### YOUR INSTRUCTIONS
Every line of the data should be retyped with no difference from the original.

[Saved entries]
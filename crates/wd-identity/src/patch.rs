// SPDX-License-Identifier: MIT OR Apache-2.0
//! Patch generation.

use wd_core::{CmpStatus, IdentityPatch, IdentityPatchAction, IdentityStatus, ProjectIdentity};

/// Derive the single [`IdentityPatch`] a resolved project implies.
///
/// Conflict takes precedence over every CMP-status rule: Policy C never
/// lets a frozen identity also trigger a create/backfill write (see
/// `DESIGN.md` — checking conflict first is the only reading consistent
/// with "the engine never picks a winner").
#[must_use]
pub fn derive_patch(identity: &ProjectIdentity) -> IdentityPatch {
    if identity.identity_status == IdentityStatus::Conflict {
        return IdentityPatch {
            project_key: identity.project_key.clone(),
            action: IdentityPatchAction::ConflictFreeze { claims: identity.conflicting_claims.clone() },
            reason: "two or more authorities disagree on this project's UUID".to_string(),
        };
    }

    match identity.cmp_status {
        CmpStatus::Missing => IdentityPatch {
            project_key: identity.project_key.clone(),
            action: IdentityPatchAction::CmpCreate { project_uuid: identity.project_uuid },
            reason: "project is unknown to CMP".to_string(),
        },
        CmpStatus::FoundNoUuid => IdentityPatch {
            project_key: identity.project_key.clone(),
            action: IdentityPatchAction::CmpBackfillUuid { project_uuid: identity.project_uuid },
            reason: "CMP has the project but no UUID on file".to_string(),
        },
        CmpStatus::FoundWithUuid => IdentityPatch::no_op(&identity.project_key, "already converged"),
    }
}

/// Derive patches for every resolved project, in the same `project_key`
/// order they arrive in, so that a repeat run over identical inputs always
/// produces a patch list identical in content and order.
#[must_use]
pub fn derive_patches(resolved: &[ProjectIdentity]) -> Vec<IdentityPatch> {
    resolved.iter().map(derive_patch).collect()
}
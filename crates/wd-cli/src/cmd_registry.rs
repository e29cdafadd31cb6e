// SPDX-License-Identifier: MIT OR Apache-2.0
//! `wd registry` — inspect the persisted project registry.

use std::path::{Path, PathBuf};

use anyhow::{Context, Result};

use wd_core::{IdentityStats, ProjectRegistry, RegistryOverride};

use crate::support;

fn load(resolver: &wd_paths::PathResolver, registry: Option<PathBuf>) -> Result<(ProjectRegistry, Vec<RegistryOverride>)> {
    let registry_path = registry.unwrap_or_else(|| resolver.governance_path("project_registry.json"));
    let registry: ProjectRegistry = support::read_json(&registry_path)
        .with_context(|| format!("failed to read registry {}", registry_path.display()))?;
    let overrides: Vec<RegistryOverride> =
        support::read_yaml_or_default(&resolver.governance_path("registry_overrides.yaml"))?;
    Ok((registry, overrides))
}

pub fn get(config_path: Option<&Path>, project_key: &str, registry: Option<PathBuf>) -> Result<()> {
    let _config = support::load_config(config_path)?;
    let resolver = support::build_resolver()?;
    let (registry, overrides) = load(&resolver, registry)?;

    match registry.resolve(project_key, &overrides) {
        Some(project) => println!("{}", serde_json::to_string_pretty(project)?),
        None => anyhow::bail!("no project found for key or alias '{project_key}'"),
    }
    Ok(())
}

pub fn summary(config_path: Option<&Path>, registry: Option<PathBuf>) -> Result<()> {
    let _config = support::load_config(config_path)?;
    let resolver = support::build_resolver()?;
    let (registry, _overrides) = load(&resolver, registry)?;

    let mut stats = IdentityStats::default();
    for project in registry.projects.values() {
        stats.record(&project.identity);
    }

    println!("generated_at: {}", registry.generated_at);
    println!("projects: {}", registry.projects.len());
    println!("linked_count: {}", registry.linked_count);
    println!("github_count: {}", registry.github_count);
    println!("converged: {}", stats.converged);
    println!("keyed: {}", stats.keyed);
    println!("discovered: {}", stats.discovered);
    println!("conflict: {}", stats.conflict);
    Ok(())
}
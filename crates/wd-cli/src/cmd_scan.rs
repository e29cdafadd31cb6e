// SPDX-License-Identifier: MIT OR Apache-2.0
//! `wd scan` — run scanners against one or more targets and persist the
//! combined result as an artifact.

use std::collections::BTreeMap;
use std::path::{Path, PathBuf};
use std::sync::Arc;

use anyhow::{Context, Result};

use wd_dataaccess::DataAccessLayer;
use wd_pipeline::{run_scan, write_scan_result, CancellationToken, ScanRequest, TargetSelector};
use wd_scanners_core::{ScannerOptions, ScannerRegistry};

use crate::support;

pub async fn run(
    config_path: Option<&Path>,
    target: Option<PathBuf>,
    all: bool,
    scanners: Option<Vec<String>>,
    verbose: bool,
) -> Result<()> {
    let config = support::load_config(config_path)?;
    let resolver = support::build_resolver()?;

    let data_access = Arc::new(DataAccessLayer::new(
        config.backend_url.clone(),
        config.database_url.clone(),
        config.cache_dir.clone().map(PathBuf::from),
    ));

    let mut registry = ScannerRegistry::new();
    wd_scanners::register_all(&mut registry, data_access).context("failed to register scanners")?;

    let scanner_names = scanners.unwrap_or_else(|| {
        registry.list_qualified().iter().map(|s| s.to_string()).collect()
    });

    let selector = if all {
        TargetSelector::AllRegistered(resolver.all_workspaces())
    } else {
        TargetSelector::Single(target.unwrap_or(std::env::current_dir()?))
    };

    let targets = wd_pipeline::expand_targets(&selector, &scanner_names)?;
    let target_count = targets.len();

    let options: BTreeMap<String, ScannerOptions> = BTreeMap::new();
    let request = ScanRequest {
        targets,
        scanner_names: scanner_names.clone(),
        options,
        concurrency: config.worker_concurrency,
        registry: &registry,
    };

    let cancel = CancellationToken::new();
    let outcome = run_scan(&request, &cancel).await.context("scan run failed")?;

    if !outcome.had_any_completion {
        println!("scan {:?}: no scanner completed against any target, nothing to persist", outcome.status);
        return Ok(());
    }

    let artifacts_dir = resolver.artifacts_path();
    let scanner_label = if scanner_names.len() > 1 { "all".to_string() } else {
        scanner_names.first().cloned().unwrap_or_else(|| "all".to_string())
    };
    let scope_label = if all { "all" } else { "single" };

    let artifact_path = write_scan_result(&artifacts_dir, &scanner_label, scope_label, &outcome.result)
        .context("failed to persist scan artifact")?;

    if verbose {
        println!("{}", serde_json::to_string_pretty(&outcome.result)?);
    } else {
        println!(
            "scan {:?}: {} items across {} targets, {} failed scanners -> {}",
            outcome.status,
            outcome.result.total_items(),
            target_count,
            outcome.result.failed_scanners.len(),
            artifact_path.display(),
        );
    }

    Ok(())
}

### RESULT FOR THIS EXERCISE
filename crates/wd-identity/src/patch.rs
// SPDX-License-Identifier: MIT OR Apache-2.0
//! Patch generation.

use wd_core::{CmpStatus, IdentityPatch, IdentityPatchAction, IdentityStatus, ProjectIdentity};

/// Derive the single [`IdentityPatch`] a resolved project implies.
///
/// Conflict takes precedence over every CMP-status rule: Policy C never
/// lets a frozen identity also trigger a create/backfill write (see
/// `DESIGN.md` — checking conflict first is the only reading consistent
/// with "the engine never picks a winner").
#[must_use]
pub fn derive_patch(identity: &ProjectIdentity) -> IdentityPatch {
    if identity.identity_status == IdentityStatus::Conflict {
        return IdentityPatch {
            project_key: identity.project_key.clone(),
            action: IdentityPatchAction::ConflictFreeze { claims: identity.conflicting_claims.clone() },
            reason: "two or more authorities disagree on this project's UUID".to_string(),
        };
    }

    match identity.cmp_status {
        CmpStatus::Missing => IdentityPatch {
            project_key: identity.project_key.clone(),
            action: IdentityPatchAction::CmpCreate { project_uuid: identity.project_uuid },
            reason: "project is unknown to CMP".to_string(),
        },
        CmpStatus::FoundNoUuid => IdentityPatch {
            project_key: identity.project_key.clone(),
            action: IdentityPatchAction::CmpBackfillUuid { project_uuid: identity.project_uuid },
            reason: "CMP has the project but no UUID on file".to_string(),
        },
        CmpStatus::FoundWithUuid => IdentityPatch::no_op(&identity.project_key, "already converged"),
    }
}

/// Derive patches for every resolved project, in the same `project_key`
/// order they arrive in, so that a repeat run over identical inputs always
/// produces a patch list identical in content and order.
#[must_use]
pub fn derive_patches(resolved: &[ProjectIdentity]) -> Vec<IdentityPatch> {
    resolved.iter().map(derive_patch).collect()
}
filename crates/wd-cli/src/cmd_registry.rs
repository e29cdafadd31cb6e
// SPDX-License-Identifier: MIT OR Apache-2.0
//! `wd registry` — inspect the persisted project registry.

use std::path::{Path, PathBuf};

use anyhow::{Context, Result};

use wd_core::{IdentityStats, ProjectRegistry, RegistryOverride};

use crate::support;

fn load(resolver: &wd_paths::PathResolver, registry: Option<PathBuf>) -> Result<(ProjectRegistry, Vec<RegistryOverride>)> {
    let registry_path = registry.unwrap_or_else(|| resolver.governance_path("project_registry.json"));
    let registry: ProjectRegistry = support::read_json(&registry_path)
        .with_context(|| format!("failed to read registry {}", registry_path.display()))?;
    let overrides: Vec<RegistryOverride> =
        support::read_yaml_or_default(&resolver.governance_path("registry_overrides.yaml"))?;
    Ok((registry, overrides))
}

pub fn get(config_path: Option<&Path>, project_key: &str, registry: Option<PathBuf>) -> Result<()> {
    let _config = support::load_config(config_path)?;
    let resolver = support::build_resolver()?;
    let (registry, overrides) = load(&resolver, registry)?;

    match registry.resolve(project_key, &overrides) {
        Some(project) => println!("{}", serde_json::to_string_pretty(project)?),
        None => anyhow::bail!("no project found for key or alias '{project_key}'"),
    }
    Ok(())
}

pub fn summary(config_path: Option<&Path>, registry: Option<PathBuf>) -> Result<()> {
    let _config = support::load_config(config_path)?;
    let resolver = support::build_resolver()?;
    let (registry, _overrides) = load(&resolver, registry)?;

    let mut stats = IdentityStats::default();
    for project in registry.projects.values() {
        stats.record(&project.identity);
    }

    println!("generated_at: {}", registry.generated_at);
    println!("projects: {}", registry.projects.len());
    println!("linked_count: {}", registry.linked_count);
    println!("github_count: {}", registry.github_count);
    println!("converged: {}", stats.converged);
    println!("keyed: {}", stats.keyed);
    println!("discovered: {}", stats.discovered);
    println!("conflict: {}", stats.conflict);
    Ok(())
}
filename crates/wd-cli/src/cmd_scan.rs
repository e29cdafadd31cb6e
// SPDX-License-Identifier: MIT OR Apache-2.0
//! `wd scan` — run scanners against one or more targets and persist the
//! combined result as an artifact.

use std::collections::BTreeMap;
use std::path::{Path, PathBuf};
use std::sync::Arc;

use anyhow::{Context, Result};

use wd_dataaccess::DataAccessLayer;
use wd_pipeline::{run_scan, write_scan_result, CancellationToken, ScanRequest, TargetSelector};
use wd_scanners_core::{ScannerOptions, ScannerRegistry};

use crate::support;

pub async fn run(
    config_path: Option<&Path>,
    target: Option<PathBuf>,
    all: bool,
    scanners: Option<Vec<String>>,
    verbose: bool,
) -> Result<()> {
    let config = support::load_config(config_path)?;
    let resolver = support::build_resolver()?;

    let data_access = Arc::new(DataAccessLayer::new(
        config.backend_url.clone(),
        config.database_url.clone(),
        config.cache_dir.clone().map(PathBuf::from),
    ));

    let mut registry = ScannerRegistry::new();
    wd_scanners::register_all(&mut registry, data_access).context("failed to register scanners")?;

    let scanner_names = scanners.unwrap_or_else(|| {
        registry.list_qualified().iter().map(|s| s.to_string()).collect()
    });

    let selector = if all {
        TargetSelector::AllRegistered(resolver.all_workspaces())
    } else {
        TargetSelector::Single(target.unwrap_or(std::env::current_dir()?))
    };

    let targets = wd_pipeline::expand_targets(&selector, &scanner_names)?;
    let target_count = targets.len();

    let options: BTreeMap<String, ScannerOptions> = BTreeMap::new();
    let request = ScanRequest {
        targets,
        scanner_names: scanner_names.clone(),
        options,
        concurrency: config.worker_concurrency,
        registry: &registry,
    };

    let cancel = CancellationToken::new();
    let outcome = run_scan(&request, &cancel).await.context("scan run failed")?;

    if !outcome.had_any_completion {
        println!("scan {:?}: no scanner completed against any target, nothing to persist", outcome.status);
        return Ok(());
    }

    let artifacts_dir = resolver.artifacts_path();
    let scanner_label = if scanner_names.len() > 1 { "all".to_string() } else {
        scanner_names.first().cloned().unwrap_or_else(|| "all".to_string())
    };
    let scope_label = if all { "all" } else { "single" };

    let artifact_path = write_scan_result(&artifacts_dir, &scanner_label, scope_label, &outcome.result)
        .context("failed to persist scan artifact")?;

    if verbose {
        println!("{}", serde_json::to_string_pretty(&outcome.result)?);
    } else {
        println!(
            "scan {:?}: {} items across {} targets, {} failed scanners -> {}",
            outcome.status,
            outcome.result.total_items(),
            target_count,
            outcome.result.failed_scanners.len(),
            artifact_path.display(),
        );
    }

    Ok(())
}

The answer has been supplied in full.